Matrix Inverse Calculator
Find the inverse of a square matrix (2×2 to 4×4) using Gauss-Jordan elimination. Detects singular matrices and shows every row operation.
Why Matrix Inverses Matter
The matrix inverse is to matrices what the reciprocal (1/x) is to scalars. Multiplying by A⁻¹ undoes the transformation represented by A. This is used to solve linear systems: if Ax = b, then x = A⁻¹b — provided A is invertible.
Applications by Field
- Solving Systems of Equations: x = A⁻¹b gives the direct solution to Ax = b. In practice, Gaussian elimination is faster and more numerically stable.
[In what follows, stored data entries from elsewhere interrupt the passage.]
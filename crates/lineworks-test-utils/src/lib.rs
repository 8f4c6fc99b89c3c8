//! Test utilities and mock sinks for Lineworks development.
//!
//! Provides [`RecordingSink`] and [`FailingSink`] implementations of
//! [`EventSink`], plus fixtures in [`fixtures`] for building layouts,
//! histories, and polling helpers.

#![forbid(unsafe_code)]
#![allow(missing_docs)]
#![deny(rustdoc::broken_intra_doc_links)]

pub mod fixtures;

use std::sync::atomic::{AtomicUsize, Ordering};
use std::sync::{Arc, Condvar, Mutex, PoisonError};
use std::time::{Duration, Instant};

use lineworks_core::{EventSink, SinkError, StateView};

#[derive(Default)]
struct Recorded {
    frames: Mutex<Vec<(Instant, StateView)>>,
    ended: AtomicUsize,
    ended_cvar: Condvar,
    ended_lock: Mutex<()>,
}

/// Sink that keeps every frame with its arrival instant.
///
/// Clones share the same storage, so one clone can be boxed into a
/// sink hub while the test inspects another.
#[derive(Clone, Default)]
pub struct RecordingSink {
    inner: Arc<Recorded>,
}

impl RecordingSink {
    pub fn new() -> Self {
        Self::default()
    }

    /// A boxed clone, ready for `SinkHub::subscribe`.
    pub fn boxed(&self) -> Box<dyn EventSink> {
        Box::new(self.clone())
    }

    pub fn frames(&self) -> Vec<StateView> {
        self.lock().iter().map(|(_, v)| v.clone()).collect()
    }

    pub fn arrivals(&self) -> Vec<Instant> {
        self.lock().iter().map(|(t, _)| *t).collect()
    }

    pub fn frame_count(&self) -> usize {
        self.lock().len()
    }

    pub fn last(&self) -> Option<StateView> {
        self.lock().last().map(|(_, v)| v.clone())
    }

    pub fn run_ended_count(&self) -> usize {
        self.inner.ended.load(Ordering::Acquire)
    }

    /// Block until at least one run-ended notification arrived.
    pub fn wait_for_run_end(&self, timeout: Duration) -> bool {
        let guard = self
            .inner
            .ended_lock
            .lock()
            .unwrap_or_else(PoisonError::into_inner);
        let (_guard, result) = self
            .inner
            .ended_cvar
            .wait_timeout_while(guard, timeout, |_| self.run_ended_count() == 0)
            .unwrap_or_else(PoisonError::into_inner);
        !result.timed_out() || self.run_ended_count() > 0
    }

    fn lock(&self) -> std::sync::MutexGuard<'_, Vec<(Instant, StateView)>> {
        self.inner
            .frames
            .lock()
            .unwrap_or_else(PoisonError::into_inner)
    }
}

impl EventSink for RecordingSink {
    fn publish(&self, view: &StateView) -> Result<(), SinkError> {
        self.lock().push((Instant::now(), view.clone()));
        Ok(())
    }

    fn run_ended(&self) -> Result<(), SinkError> {
        let _guard = self
            .inner
            .ended_lock
            .lock()
            .unwrap_or_else(PoisonError::into_inner);
        self.inner.ended.fetch_add(1, Ordering::AcqRel);
        self.inner.ended_cvar.notify_all();
        Ok(())
    }
}

/// Sink that fails every delivery with a fixed error.
pub struct FailingSink {
    pub error: SinkError,
    pub attempts: Arc<AtomicUsize>,
}

impl FailingSink {
    pub fn new(error: SinkError) -> Self {
        Self {
            error,
            attempts: Arc::default(),
        }
    }
}

impl EventSink for FailingSink {
    fn publish(&self, _view: &StateView) -> Result<(), SinkError> {
        self.attempts.fetch_add(1, Ordering::AcqRel);
        Err(self.error)
    }

    fn run_ended(&self) -> Result<(), SinkError> {
        self.attempts.fetch_add(1, Ordering::AcqRel);
        Err(self.error)
    }
}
- Computer Graphics — Inverse Transformations: To undo a rotation/scale/translation, multiply by the inverse of the transformation matrix.
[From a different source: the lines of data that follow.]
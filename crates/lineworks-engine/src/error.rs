//! Engine-level error type.

use lineworks_core::{ConfigError, TransitionError};

/// Errors returned by [`Orchestrator`](crate::Orchestrator) operations.
#[derive(Debug, thiserror::Error)]
pub enum EngineError {
    /// The topology or configuration is invalid. No thread was started.
    #[error(transparent)]
    Config(#[from] ConfigError),
    /// The operation is not allowed in the current lifecycle phase.
    #[error(transparent)]
    Transition(#[from] TransitionError),
    /// The OS refused to spawn a thread. Anything already started was
    /// torn down again.
    #[error("failed to spawn {role} thread: {source}")]
    Spawn {
        /// Which thread could not be spawned.
        role: &'static str,
        /// The underlying I/O error.
        #[source]
        source: std::io::Error,
    },
}
//! State change notifications from buffers and workers to the recorder.
//!
//! Senders live on the hot path of worker threads, so the channel is
//! unbounded and sending never blocks. A disconnected receiver (no
//! recorder running) is silently ignored.

use crossbeam_channel::{Receiver, Sender};
use lineworks_core::{BufferId, WorkerId};

/// Which entity changed.
#[derive(Clone, Debug, PartialEq, Eq)]
pub enum ChangeEvent {
    /// A worker's state or colour changed.
    Worker(WorkerId),
    /// A buffer's contents changed.
    Buffer(BufferId),
}

/// Cloneable sending half of the change channel.
#[derive(Clone, Debug, Default)]
pub struct ChangeNotifier {
    tx: Option<Sender<ChangeEvent>>,
}

impl ChangeNotifier {
    /// A connected notifier and the receiver the recorder drains.
    pub fn channel() -> (Self, Receiver<ChangeEvent>) {
        let (tx, rx) = crossbeam_channel::unbounded();
        (Self { tx: Some(tx) }, rx)
    }

    /// A notifier that drops everything.
    pub fn disabled() -> Self {
        Self { tx: None }
    }

    /// Send `event` without blocking.
    pub fn notify(&self, event: ChangeEvent) {
        if let Some(tx) = &self.tx {
            let _ = tx.send(event);
        }
    }
}
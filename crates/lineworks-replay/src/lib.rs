//! Paced replay of recorded snapshot histories.
//!
//! A [`Replayer`] walks a copy of a [`History`](lineworks_core::History)
//! on its own thread and pushes each entry to the sink hub, either at its
//! recorded relative time or at a fixed interval.
//!
//! # Timing
//!
//! ```text
//! entry:     0        1              2         (end)
//! recorded:  t0       t1             t2
//! emitted:   start    start+(t1-t0)  start+(t2-t0)  +trailing → STOPPED
//! ```
//!
//! Each emission is scheduled against the replay start, so sink latency
//! does not accumulate into drift.

#![deny(missing_docs)]
#![deny(rustdoc::broken_intra_doc_links)]
#![forbid(unsafe_code)]

pub mod config;
pub mod error;
pub mod replayer;

pub use config::{ReplayConfig, ReplayPacing};
pub use error::ReplayError;
pub use replayer::{ReplayOutcome, Replayer};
- Cryptography — Hill Cipher: Decryption requires the inverse of the key matrix (modulo 26). The matrix must be invertible mod 26 for the cipher to work.
- Statistics — OLS: The ordinary least squares estimator β̂ = (XᵀX)⁻¹Xᵀy requires inverting the Gram matrix XᵀX.
Frequently Asked Questions
What's the difference between A⁻¹ and 1/A?
For scalars, 1/a and a⁻¹ are the same. For matrices, A⁻¹ is not the matrix of element-wise reciprocals. A⁻¹ is the unique matrix such that A×A⁻¹ = A⁻¹×A = I (identity). Dividing by a matrix means multiplying by its inverse. There is no element-wise "1/matrix" operation in standard linear algebra.
Should I use the inverse or Gaussian elimination to solve Ax = b?
Almost always use Gaussian elimination — it's more numerically stable and computationally faster. Computing A⁻¹ explicitly costs O(n³) and amplifies floating-point errors. In practice, even MATLAB's backslash operator (A\b) uses LU decomposition, not the inverse. Only compute A⁻¹ explicitly if you need to solve many systems with the same A but different b vectors.